Records excerpted from a collection:
━━━━━━━━━━━━━━━━━━━━

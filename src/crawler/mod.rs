//! Crawling pipeline: fetch, extract, deliver
//!
//! The pipeline per page is: fetch (`fetcher`), extract metadata into a
//! [`PageRecord`](crate::record::PageRecord) (`extractor`), then hand the
//! record to the injected [`PageSink`]. The driver (`driver`) owns the
//! traversal order, depth limit, and politeness pacing.

mod driver;
mod extractor;
mod fetcher;

pub use driver::Crawler;
pub use extractor::{extract_page, parse_last_modified};
pub use fetcher::{build_http_client, fetch_page, FetchedPage};

use crate::record::PageRecord;
use crate::GrazeError;

/// Receiver for per-page crawl events
///
/// The driver never touches shared state directly; every successfully
/// fetched page and every fetch failure is delivered through this trait.
/// Production code injects the [`Collector`](crate::collect::Collector);
/// tests can inject anything else.
pub trait PageSink: Send + Sync {
    /// Called once per successfully fetched and extracted page
    fn on_page(&self, record: PageRecord);

    /// Called once per failed fetch; failures are never fatal to the crawl
    fn on_error(&self, url: &str, error: &GrazeError);
}
//! Binary crate for the `geoweather` command-line tool.
//!
//! This crate focuses on:
//! - Parsing CLI arguments
//! - Asking for location permission and configuration interactively
//! - Printing the rendered weather view

use clap::Parser;

mod cli;
mod logging;
mod permission;

#[tokio::main]
async fn main() -> anyhow::Result<()> {
    let cmd = cli::Cli::parse();
    logging::init(cmd.verbose);
    cmd.run().await
}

━━━━━━━━━━━━━━━━━━━━

WHAT THE TASK REQUIRES: Please reply with an exact copy of the lines above, starting at the first and ending at the line that holds "use crate::GrazeError;".

RESULT:
filename src/crawler/mod.rs
//! Crawling pipeline: fetch, extract, deliver
//!
//! The pipeline per page is: fetch (`fetcher`), extract metadata into a
//! [`PageRecord`](crate::record::PageRecord) (`extractor`), then hand the
//! record to the injected [`PageSink`]. The driver (`driver`) owns the
//! traversal order, depth limit, and politeness pacing.

mod driver;
mod extractor;
mod fetcher;

pub use driver::Crawler;
pub use extractor::{extract_page, parse_last_modified};
pub use fetcher::{build_http_client, fetch_page, FetchedPage};

use crate::record::PageRecord;
use crate::GrazeError;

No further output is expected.